Hace años, me llamaba la atención lo que yo consideraba una especie de bipolaridad de la memoria de las gentes del mundo rural. Lo mismo un día les oías hablar con entusiasmo de las décadas de la primera mitad del s. XX que al siguiente te abrumaban con el relato de la acumulación de miserias que presidía la vida de entonces. Con el paso de los años y después de compartir muchas veladas con las gentes del lugar (lo que yo llamo la escuela del calecho) me he ido dando cuenta que no hay nada extraño en esa actitud.
En el caso de los emigrados, nos encontramos con una memoria bastante objetiva: se dan cuenta del diferencial en calidad de vida en que a la postre derivó su abandono del pueblo, pero echan de menos algunas de las características de la sociedad rural de antaño, en especial las referidas a los modos de relación social y al folklore.
No hay que olvidar, tampoco, que en su expresión más normal, la añoranza es propicia a primar el recuerdo de los aspectos positivos de la vida; por otra parte, aún las malas experiencias tienden, por pasadas, a edulcorarse un tanto. Es por eso que el paso de los años permite recordar con una sonrisa lo que en su día fueron sin duda dolorosos bofetones del maestro de turno. Por lo demás, no es raro que estas gentes sientan un cierto orgullo de haber participado de la épica del duro y constante enfrentamiento con el entorno que requirió la tarea de la supervivencia.
En muchos casos, los achaques de la vejez se sobrellevan mejor mediante el recurso al retorno mental a los paisajes de la infancia [1]. Se trata, por lo demás, de un viaje memorístico, aderezado a menudo con una estancia estival en el pueblo, libre de las incomodidades objetivas del retorno real.
Muy distintos son los esquemas mentales que, en torno al pasado, van armando las mentes de los que no emigraron.
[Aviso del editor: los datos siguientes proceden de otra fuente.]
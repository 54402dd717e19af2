//! A [`TaskCore`] bound to a unit of work and an executor.

use std::future::Future;
use std::panic::AssertUnwindSafe;
use std::sync::Arc;

use futures::FutureExt;
use futures::future::BoxFuture;
use parking_lot::Mutex;
use tracing::{debug, warn};

use crate::callback::{BoxedCallback, ResultCallback};
use crate::cancellation::CancellationToken;
use crate::dispatcher::Dispatcher;
use crate::error::{TaskResult, WorkError};
use crate::executor::{BoxedWork, WorkExecutor};
use crate::state_machine::TaskStatus;
use crate::task::{TaskCore, TaskId};

/// Boxed unit of work producing a `T` or failing with a [`WorkError`].
pub type UnitOfWork<T> =
    Box<dyn FnOnce(CancellationToken) -> BoxFuture<'static, Result<T, WorkError>> + Send>;

/// A request that runs its unit of work once on an executor and reports the
/// outcome through a [`ResultCallback`].
///
/// ```rust,no_run
/// use std::sync::Arc;
/// use offload_task::prelude::*;
///
/// # async fn example() -> Result<(), TaskError> {
/// let executor: Arc<dyn WorkExecutor> = Arc::new(SequentialExecutor::new());
/// let queue = Arc::new(DeliveryQueue::new());
///
/// let task = FutureTask::new(executor, queue.clone(), |_token| async { Ok(6 * 7) });
/// task.run(TaskCallbacks::new().with_result(|answer: u32| println!("{answer}")))?;
/// # Ok(())
/// # }
/// ```
pub struct FutureTask<T> {
    core: TaskCore<T>,
    executor: Arc<dyn WorkExecutor>,
    work: Arc<Mutex<Option<UnitOfWork<T>>>>,
}

impl<T: Send + 'static> FutureTask<T> {
    /// Create a task from an async unit of work.
    pub fn new<F, Fut>(
        executor: Arc<dyn WorkExecutor>,
        dispatcher: Arc<dyn Dispatcher>,
        work: F,
    ) -> Self
    where
        F: FnOnce(CancellationToken) -> Fut + Send + 'static,
        Fut: Future<Output = Result<T, WorkError>> + Send + 'static,
    {
        let work: UnitOfWork<T> = Box::new(move |token| work(token).boxed());
        Self {
            core: TaskCore::new(dispatcher),
            executor,
            work: Arc::new(Mutex::new(Some(work))),
        }
    }

    /// Create a task from a synchronous, possibly blocking unit of work.
    ///
    /// The closure runs on tokio's blocking pool, but the executor's worker
    /// still waits for it, so it never overlaps other units of work.
    pub fn blocking<F>(
        executor: Arc<dyn WorkExecutor>,
        dispatcher: Arc<dyn Dispatcher>,
        work: F,
    ) -> Self
    where
        F: FnOnce(CancellationToken) -> Result<T, WorkError> + Send + 'static,
    {
        Self::new(executor, dispatcher, move |token| async move {
            match tokio::task::spawn_blocking(move || work(token)).await {
                Ok(outcome) => outcome,
                Err(e) if e.is_panic() => Err(WorkError::from_panic(e.into_panic())),
                Err(e) => Err(WorkError::new(e)),
            }
        })
    }

    pub fn id(&self) -> TaskId {
        self.core.id()
    }

    pub fn status(&self) -> TaskStatus {
        self.core.status()
    }

    pub fn is_cancelled(&self) -> bool {
        self.core.is_cancelled()
    }

    /// Run the task, delivering its outcome to `callback`.
    ///
    /// Returns immediately; the callback fires later on the dispatcher's
    /// delivery context. Fails with `AlreadyExecuted` / `AlreadyCancelled` on
    /// lifecycle misuse, or with the executor's error if submission is refused.
    pub fn run<C>(&self, callback: C) -> TaskResult<()>
    where
        C: ResultCallback<T>,
    {
        self.run_with(Some(Box::new(callback)))
    }

    /// Like [`run`](Self::run), for a callback that may be absent.
    ///
    /// `None` fails with `InvalidArgument` and leaves the task idle.
    pub fn run_with(&self, callback: Option<BoxedCallback<T>>) -> TaskResult<()> {
        self.core.start(callback, || {
            let wrapper = self.wrap_work();
            self.executor.submit(self.core.id(), wrapper)
        })
    }

    /// Cancel the task. Idempotent, never fails.
    ///
    /// Work that has not started never will. `may_interrupt_if_running` fires
    /// the unit of work's cancellation token; running work only stops early if
    /// it observes that token. Either way no outcome is delivered.
    pub fn cancel(&self, may_interrupt_if_running: bool) {
        self.core.cancel(may_interrupt_if_running);
    }

    /// The work is taken out of its slot only when the worker runs it, so a
    /// refused submission leaves it in place for a later `run`.
    fn wrap_work(&self) -> BoxedWork {
        let slot = Arc::clone(&self.work);
        let core = self.core.clone();

        Box::new(move |token| {
            async move {
                let work = slot.lock().take();
                let Some(work) = work else {
                    return;
                };

                let outcome = match AssertUnwindSafe(async move { work(token).await })
                    .catch_unwind()
                    .await
                {
                    Ok(Err(err)) if err.is_interrupted() => {
                        debug!(task_id = %core.id(), "Unit of work stopped on interruption");
                        Err(err)
                    }
                    Ok(outcome) => outcome,
                    Err(payload) => {
                        let err = WorkError::from_panic(payload);
                        warn!(task_id = %core.id(), error = %err, "Unit of work panicked");
                        Err(err)
                    }
                };
                core.deliver(outcome);
            }
            .boxed()
        })
    }
}

impl<T> std::fmt::Debug for FutureTask<T> {
    fn fmt(&self, f: &mut std::fmt::Formatter<'_>) -> std::fmt::Result {
        f.debug_struct("FutureTask").field("core", &self.core).finish()
    }
}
Muchos de ellos, gentes de edad avanzada que vivieron una sociedad plenamente operativa dentro de los parámetros de lo que hemos dado en llamar la ruralidad tradicional (para la cual se citan como vectores fundamentales la economía de autoabastecimiento y subsistencia, el comunitarismo, etcétera…) se enfrentan, en su vejez, a un panorama peculiar: si bien sus condiciones de vida han mejorado sensiblemente en muchos aspectos, la ruina de demográfica ensombrece sus puntos de vista. Nos vamos acercando a una segunda transición de estos espacios marginales: la primera fue la del éxodo rural; la segunda está siendo ya la del agotamiento poblacional. El panorama optimista que nos describe Jesús García Fernández en su conocida reflexión “Sobre el concepto de desertización y Castilla”[2] se va diluyendo por falta de una mínima base humana que sostenga ese modelo de campo tecnificado, moderno,…
No es extraño que, en tales circunstancias, la nostalgia más radical invada las cocinas. Dicen los entendidos que “…, cuando todo ‘era mejor antes’ tenemos un problema existencial. No existe armonía entre lo vivido y el ahora y el aquí. La nostalgia entonces deviene un refugio contra una realidad agobiante. Una obsesión del regreso”[3]. Siendo probablemente muy cierto lo anterior, no creo que en este caso podamos hablar de la nostalgia como patología, sino más bien como un refugio ante la incertidumbre. La situación es propicia para que, en palabras de Milan Kundera, "El crepúsculo de la desaparición lo baña[e] todo con la magia de la nostalgia". Lo falaz de los argumentos típicos de la nostalgia[4] se justifica, en este caso, por la presión difícilmente soportable del desasosiego que causa un futuro poco halagüeño. El escenario es fácilmente imaginable: un matrimonio de edad provecta, únicos habitantes de un barrio de la localidad, abrumados, cuando no angustiados, por la perspectiva de lo que podríamos denominar el “síndrome del superviviente”: ¿Qué será de aquel que sobreviva al otro?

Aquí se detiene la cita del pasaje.